Ashley McBryde could sing and write about that little dive bar because she’d been there — because she’d been living her life in dive bars like that one. Years before she released that song, McBryde, born into a repressively religious Arkansas family, had moved to Nashville in hopes of making a name for herself. She’d struggled. She’d played dive bars, open mics, talent competitions. She’d worked a Guitar Center day job and self-released an EP. McBryde’s big break was the stuff of movies. Eric Church, a country star with a rebellious streak, heard her self-released CD and invited her onstage to sing one of her songs at one of his shows. A video of that performance made the rounds, and that video got McBryde a label deal. By the time McBryde released “A Little Dive Bar In Dahlonega,” she was in her mid-thirties. Maybe nobody expected her to become a star. Sometimes, though, people recognize greatness when they hear it.
McBryde’s 2018 major-label debut Girl Going Nowhere is about as good as a mainstream country album can be. She sang the softer songs with hard authority, and she sang the rockers with the creaky grace of a Tom Petty. Two years later, McBryde followed that album with Never Will, which was a tiny bit more polished but which also showed a playfully restless sensibility developing. McBryde ended that album with “Styrofoam,” a weirdly funky little ode to “extrudent polystyrene in a closed-cell foam form that was resistant to moisture.” McBryde sang about the physicists who invented the stuff, toasting them and the cheap coolers that she uses to keep her Natty Ice cold. A song like that is a big, blinking neon sign: Here’s someone who loves and respects the age-old storytelling traditions of country music and who wants to find strange new ways to honor those traditions.
A song like “Styrofoam” isn’t just a sign; it’s also a promise. On her third album, Ashley McBryde makes good on all that promise in a way that nobody could’ve expected. The title of McBryde’s new album isn’t technically Lindeville. It’s Ashley McBryde Presents: Lindeville. McBryde isn’t the star, then. She’s the presenter, the party host, the Rod Serling of the whole deal. You could say the same thing about McBryde’s other albums, too. Nashville country albums generally aren’t singular auteurist visions. They’re the work of entire communities of writers, producers, and musicians. Ashley McBryde did not, for instance, write “Styrofoam”; it came from the Nashville songwriter Randall Clay. McBryde merely picked the song out and sang it as if she’d written it. On Lindeville, McBryde puts the spotlight on that whole community, and she does it with a concept album about community. It’s like she and her collaborators have decided to make a whole panoramic Robert Altman film about the little dive bar in Dahlonega, and maybe even about Dahlonega itself.
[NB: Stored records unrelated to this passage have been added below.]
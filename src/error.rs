//! Exhibit error types

use crate::engine::EngineError;
use crate::types::CapabilityKind;

/// Exhibit error types
#[derive(Debug, thiserror::Error)]
pub enum ExhibitError {
    // Request validation errors
    #[error("{0}")]
    InvalidInput(String),

    #[error("Max request length exceeded for model {model}! Max: {max} Actual: {actual}")]
    RequestTooLarge {
        model: String,
        max: usize,
        actual: usize,
    },

    /// Id is not part of the global enumeration for its kind.
    #[error("No {kind} with id '{id}'")]
    UnknownCapability { kind: CapabilityKind, id: String },

    /// Id is globally known but not enabled for this model.
    #[error("{} with id '{id}' is not supported for this model", kind.title())]
    UnsupportedCapability { kind: CapabilityKind, id: String },

    // Engine errors are never handled by the endpoint layer
    #[error("engine error: {0}")]
    Engine(#[from] EngineError),

    // Permalink errors
    #[error("Permalinks are not enabled")]
    PermalinksDisabled,

    #[error("Unrecognized permalink: {0}")]
    UnrecognizedPermalink(String),

    #[error("Permalink not found: {0}")]
    PermalinkNotFound(String),

    #[error("storage error: {0}")]
    Storage(String),

    // Configuration errors
    #[error("configuration error: {0}")]
    Configuration(String),
}

impl ExhibitError {
    /// HTTP status code this error is surfaced with.
    pub fn status_code(&self) -> u16 {
        match self {
            Self::InvalidInput(_)
            | Self::RequestTooLarge { .. }
            | Self::PermalinksDisabled
            | Self::UnrecognizedPermalink(_) => 400,
            Self::UnknownCapability { .. }
            | Self::UnsupportedCapability { .. }
            | Self::PermalinkNotFound(_) => 404,
            Self::Engine(_) | Self::Storage(_) | Self::Configuration(_) => 500,
        }
    }

    /// Whether the message is safe to show to clients outside development mode.
    pub fn is_client_error(&self) -> bool {
        self.status_code() < 500
    }
}

impl From<serde_json::Error> for ExhibitError {
    fn from(err: serde_json::Error) -> Self {
        ExhibitError::InvalidInput(err.to_string())
    }
}

/// Result type alias for Exhibit operations
pub type Result<T> = std::result::Result<T, ExhibitError>;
Lindeville is named in honor of the late country songwriter Dennis Linde. Linde wrote “Burning Love” for Elvis Presley, and then he kept working in Nashville for decades before his 2006 death. Linde wrote a generous handful of hits, but he was also a beloved figure among songwriters because of his sense of unified vision. Linde would write about characters, and he’d imagine the world that these characters inhabited. If you paid enough attention to the songs that he wrote, you might start to notice certain characters reappearing in certain songs, recorded over the decades by different singers. Even if you didn’t notice that process at work, you’d still understand the finely observed character details of a song like “Goodbye Earl,” a huge hit for the Chicks in 2000. That sense of detail came from Linde’s process. On Lindeville, Ashely McBryde and her collaborators aim to create their own version of that process by envisioning the lives of the people in a whole fictional town.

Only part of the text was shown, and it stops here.